# Problem
Look through the data below and return each line where "loaded" appears.

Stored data
☆ ☆ ☆ ☆ ☆

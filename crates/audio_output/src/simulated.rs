//! In-process stand-in for a browser media element, with a configurable
//! autoplay policy and failure modes.

use std::{sync::Arc, time::Duration};

use anyhow::{anyhow, Result};
use async_trait::async_trait;
use parking_lot::Mutex;
use tracing::debug;

use crate::{AudioBackend, AudioResource, AudioSource};

#[derive(Debug, Clone)]
pub struct SimulatedBehavior {
    pub autoplay_allowed: bool,
    pub load_fails: bool,
    pub reject_play: bool,
    pub probe_delay: Duration,
    pub load_delay: Duration,
    pub play_delay: Duration,
}

impl Default for SimulatedBehavior {
    fn default() -> Self {
        Self {
            autoplay_allowed: true,
            load_fails: false,
            reject_play: false,
            probe_delay: Duration::ZERO,
            load_delay: Duration::ZERO,
            play_delay: Duration::ZERO,
        }
    }
}

/// Everything a simulated resource has been told so far.
#[derive(Debug, Clone, PartialEq)]
pub struct ResourceSnapshot {
    pub source: AudioSource,
    pub muted: bool,
    pub volume: f32,
    pub looping: bool,
    pub loaded: bool,
    pub playing: bool,
    pub released: bool,
    pub play_calls: u32,
    pub pause_calls: u32,
}

impl ResourceSnapshot {
    fn new(source: AudioSource) -> Self {
        Self {
            // A silent probe has nothing to fetch and is playable immediately.
            loaded: source.is_probe(),
            source,
            muted: false,
            volume: 1.0,
            looping: false,
            playing: false,
            released: false,
            play_calls: 0,
            pause_calls: 0,
        }
    }
}

pub struct SimulatedResource {
    behavior: SimulatedBehavior,
    state: Mutex<ResourceSnapshot>,
}

impl SimulatedResource {
    fn new(source: AudioSource, behavior: SimulatedBehavior) -> Self {
        Self {
            behavior,
            state: Mutex::new(ResourceSnapshot::new(source)),
        }
    }

    pub fn snapshot(&self) -> ResourceSnapshot {
        self.state.lock().clone()
    }

    fn is_probe(&self) -> bool {
        self.state.lock().source.is_probe()
    }
}

#[async_trait]
impl AudioResource for SimulatedResource {
    async fn load(&self) -> Result<()> {
        if self.is_probe() {
            self.state.lock().loaded = true;
            return Ok(());
        }

        tokio::time::sleep(self.behavior.load_delay).await;

        let mut state = self.state.lock();
        if state.released {
            return Err(anyhow!("resource released before load completed"));
        }
        if self.behavior.load_fails {
            return Err(match &state.source {
                AudioSource::Asset(path) => anyhow!("failed to fetch '{}'", path.display()),
                AudioSource::SilentProbe => anyhow!("failed to fetch silent probe"),
            });
        }
        state.loaded = true;
        Ok(())
    }

    async fn play(&self) -> Result<()> {
        let probe = self.is_probe();
        self.state.lock().play_calls += 1;

        let delay = if probe {
            self.behavior.probe_delay
        } else {
            self.behavior.play_delay
        };
        tokio::time::sleep(delay).await;

        let mut state = self.state.lock();
        if state.released {
            return Err(anyhow!("AbortError: resource was released"));
        }
        if probe && !self.behavior.autoplay_allowed {
            return Err(anyhow!(
                "NotAllowedError: play() failed because the user didn't interact with the document first"
            ));
        }
        if !probe && self.behavior.reject_play {
            return Err(anyhow!("NotSupportedError: playback rejected"));
        }
        if !state.loaded {
            return Err(anyhow!("InvalidStateError: resource is not loaded"));
        }
        state.playing = true;
        debug!(probe, "simulated playback started");
        Ok(())
    }

    fn pause(&self) {
        let mut state = self.state.lock();
        state.playing = false;
        state.pause_calls += 1;
    }

    fn set_muted(&self, muted: bool) {
        self.state.lock().muted = muted;
    }

    fn set_volume(&self, volume: f32) {
        self.state.lock().volume = volume.clamp(0.0, 1.0);
    }

    fn set_looping(&self, looping: bool) {
        self.state.lock().looping = looping;
    }

    fn release(&self) {
        let mut state = self.state.lock();
        state.playing = false;
        state.released = true;
    }
}

/// Backend that hands out [`SimulatedResource`]s and keeps every one it
/// created so callers can inspect them afterwards.
pub struct SimulatedAudioBackend {
    behavior: SimulatedBehavior,
    created: Mutex<Vec<Arc<SimulatedResource>>>,
}

impl SimulatedAudioBackend {
    pub fn new(behavior: SimulatedBehavior) -> Arc<Self> {
        Arc::new(Self {
            behavior,
            created: Mutex::new(Vec::new()),
        })
    }

    pub fn resources(&self) -> Vec<Arc<SimulatedResource>> {
        self.created.lock().clone()
    }

    pub fn probes(&self) -> Vec<ResourceSnapshot> {
        self.snapshots(true)
    }

    pub fn assets(&self) -> Vec<ResourceSnapshot> {
        self.snapshots(false)
    }

    fn snapshots(&self, probes: bool) -> Vec<ResourceSnapshot> {
        self.created
            .lock()
            .iter()
            .map(|resource| resource.snapshot())
            .filter(|snapshot| snapshot.source.is_probe() == probes)
            .collect()
    }
}

impl AudioBackend for SimulatedAudioBackend {
    fn create_resource(&self, source: AudioSource) -> Result<Arc<dyn AudioResource>> {
        let resource = Arc::new(SimulatedResource::new(source, self.behavior.clone()));
        self.created.lock().push(Arc::clone(&resource));
        Ok(resource)
    }
}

☆ ☆ ☆ ☆ ☆

# Result of the exercise
    pub loaded: bool,
            loaded: source.is_probe(),
            self.state.lock().loaded = true;
        state.loaded = true;
        if !state.loaded {
            return Err(anyhow!("InvalidStateError: resource is not loaded"));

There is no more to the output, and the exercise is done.